Calcium oxalate (CaOx) kidney stones are common and recurrent, lacking pharmacological prevention. Randall's plaques (RPs), calcium deposits in renal papillae, serve as niduses for some CaOx stones. This study explores the role of osteogenic-like cells in RP formation resembling ossification. CaP crystals deposit around renal tubules, interstitium, and blood vessels in RP tissues. Human renal interstitial fibroblasts (hRIFs) exhibit the highest osteogenic-like differentiation potential compared to chloride voltage-gated channel Ka positive tubular epithelial cells, Aquaporin 2 positive collecting duct cells, and vascular endothelial cells, echoing the upregulated osteogenic markers primarily in hRIFs within RP tissues. Utilizing RNA-seq, osteomodulin (OMD) is found to be upregulated in hRIFs within RP tissues and hRIFs following osteogenic induction. Furthermore, OMD colocalizes with CaP crystals and calcium vesicles within RP tissues.
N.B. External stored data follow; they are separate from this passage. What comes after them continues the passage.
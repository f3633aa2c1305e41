/*!
 * Descriptor Syscall Tests
 * pipe2, eventfd2, read/write/close and descriptor exhaustion
 */

use crate::harness::{int, Harness};
use guest_kernel::core::limits::{EFD_CLOEXEC, EFD_NONBLOCK, EFD_SEMAPHORE};
use guest_kernel::guest::Arch;
use guest_kernel::syscalls::{SyscallHandler, Sysno};
use guest_kernel::vfs::MemFS;
use guest_kernel::{Errno, SyscallConfig};
use pretty_assertions::assert_eq;
use std::sync::Arc;

fn open_pipe(h: &mut Harness) -> (i32, i32) {
    let pipefd = h.buffer(8);
    assert_eq!(h.completed(Sysno::Pipe2, &[pipefd, 0]), 0);
    (h.read_i32(pipefd), h.read_i32(pipefd + 4))
}

#[test]
fn test_pipe2_write_end_is_allocated_first() {
    for arch in [Arch::Arm32, Arch::Arm64] {
        let mut h = Harness::new(arch);
        let (readfd, writefd) = open_pipe(&mut h);
        assert_eq!((readfd, writefd), (4, 3));
        assert!(writefd < readfd);
    }
}

#[test]
fn test_pipe2_bytes_arrive_in_order() {
    let mut h = Harness::new(Arch::Arm64);
    let (readfd, writefd) = open_pipe(&mut h);

    let first = h.guest.alloc_bytes(b"hello");
    let second = h.guest.alloc_bytes(b" world");
    assert_eq!(h.completed(Sysno::Write, &[writefd as u64, first, 5]), 5);
    assert_eq!(h.completed(Sysno::Write, &[writefd as u64, second, 6]), 6);

    let out = h.buffer(32);
    assert_eq!(h.completed(Sysno::Read, &[readfd as u64, out, 32]), 11);
    assert_eq!(h.read(out, 11), b"hello world");

    // Drained with the writer still open
    assert_eq!(h.completed(Sysno::Read, &[readfd as u64, out, 32]), -1);
    assert_eq!(h.guest.errno(), Some(Errno::EAGAIN));

    // EOF once the writer is closed
    assert_eq!(h.completed(Sysno::Close, &[writefd as u64]), 0);
    assert_eq!(h.completed(Sysno::Read, &[readfd as u64, out, 32]), 0);
}

#[test]
fn test_pipe_write_after_reader_closed() {
    let mut h = Harness::new(Arch::Arm32);
    let (readfd, writefd) = open_pipe(&mut h);
    assert_eq!(h.completed(Sysno::Close, &[readfd as u64]), 0);
    let data = h.guest.alloc_bytes(b"x");
    assert_eq!(h.completed(Sysno::Write, &[writefd as u64, data, 1]), -1);
    assert_eq!(h.guest.errno(), Some(Errno::EPIPE));
}

#[test]
fn test_eventfd2_cloexec_is_fatal() {
    let mut h = Harness::new(Arch::Arm64);
    for flags in [EFD_CLOEXEC, EFD_CLOEXEC | EFD_NONBLOCK, EFD_CLOEXEC | EFD_SEMAPHORE] {
        let err = h.call(Sysno::Eventfd2, &[0, int(flags)]).unwrap_err();
        assert!(err.is_unsupported());
    }
    assert_eq!(h.handler.fds().len(), 3);
}

#[test]
fn test_eventfd2_takes_lowest_free_fd() {
    let mut h = Harness::new(Arch::Arm64);
    for (expected, flags) in [(3, 0), (4, EFD_NONBLOCK), (5, EFD_SEMAPHORE | EFD_NONBLOCK)] {
        assert_eq!(h.completed(Sysno::Eventfd2, &[0, int(flags)]), expected);
    }
    assert_eq!(h.completed(Sysno::Close, &[4]), 0);
    assert_eq!(h.completed(Sysno::Eventfd2, &[0, int(EFD_SEMAPHORE)]), 4);
}

#[test]
fn test_eventfd_semaphore_reads() {
    let mut h = Harness::new(Arch::Arm32);
    let fd = h.completed(Sysno::Eventfd2, &[2, int(EFD_SEMAPHORE | EFD_NONBLOCK)]) as u64;
    let buf = h.buffer(8);
    for _ in 0..2 {
        assert_eq!(h.completed(Sysno::Read, &[fd, buf, 8]), 8);
        assert_eq!(h.read(buf, 8), 1u64.to_le_bytes());
    }
    assert_eq!(h.completed(Sysno::Read, &[fd, buf, 8]), -1);
    assert_eq!(h.guest.errno(), Some(Errno::EAGAIN));

    let value = h.guest.alloc_bytes(&5u64.to_le_bytes());
    assert_eq!(h.completed(Sysno::Write, &[fd, value, 8]), 8);
    assert_eq!(h.completed(Sysno::Read, &[fd, buf, 8]), 8);
}

#[test]
fn test_close_unknown_fd() {
    let mut h = Harness::new(Arch::Arm64);
    assert_eq!(h.completed(Sysno::Close, &[42]), -1);
    assert_eq!(h.guest.errno(), Some(Errno::EBADF));
    assert_eq!(h.completed(Sysno::Read, &[42, 0, 0]), -1);
    assert_eq!(h.guest.errno(), Some(Errno::EBADF));
}

#[test]
fn test_descriptor_exhaustion() {
    let mut h = Harness::new(Arch::Arm64);
    let config = SyscallConfig::default().with_max_fds(4);
    h.handler = SyscallHandler::new(Arc::new(MemFS::new()), config);

    // Only one slot left: the write end fits, the read end does not
    let pipefd = h.buffer(8);
    assert_eq!(h.completed(Sysno::Pipe2, &[pipefd, 0]), -1);
    assert_eq!(h.guest.errno(), Some(Errno::EMFILE));
    assert_eq!(h.handler.fds().len(), 3);

    assert_eq!(h.completed(Sysno::Eventfd2, &[0, 0]), 3);
    assert_eq!(h.completed(Sysno::Eventfd2, &[0, 0]), -1);
    assert_eq!(h.guest.errno(), Some(Errno::EMFILE));
}

#[test]
fn test_pipe2_with_zero_capacity_config() {
    let mut h = Harness::new(Arch::Arm64);
    let config = SyscallConfig {
        pipe_capacity: 0,
        ..SyscallConfig::default()
    };
    h.handler = SyscallHandler::new(Arc::new(MemFS::new()), config);

    let (readfd, writefd) = open_pipe(&mut h);
    let data = h.guest.alloc_bytes(b"xy");
    assert_eq!(h.completed(Sysno::Write, &[writefd as u64, data, 2]), 1);
    let out = h.buffer(8);
    assert_eq!(h.completed(Sysno::Read, &[readfd as u64, out, 8]), 1);
    assert_eq!(h.read(out, 1), b"x");
}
OMD can enhance osteogenic-like differentiation of hRIFs in vitro and in vivo. Additionally, crystal deposits are attenuated in mice with Omd deletion in renal interstitial fibroblasts following CaOx nephrocalcinosis induction. Mechanically, a positive feedback loop of OMD/BMP2/BMPR1A/RUNX2/OMD drives hRIFs to adopt osteogenic-like fates, by which OMD induces osteogenic-like microenvironment of renal interstitium to participate in RP formation. We identify OMD upregulation as a pathological feature of RP, paving the way for preventing CaOx stones.

Randall's plaques; biomineralization; fibroblasts; kidney stones; osteomodulin.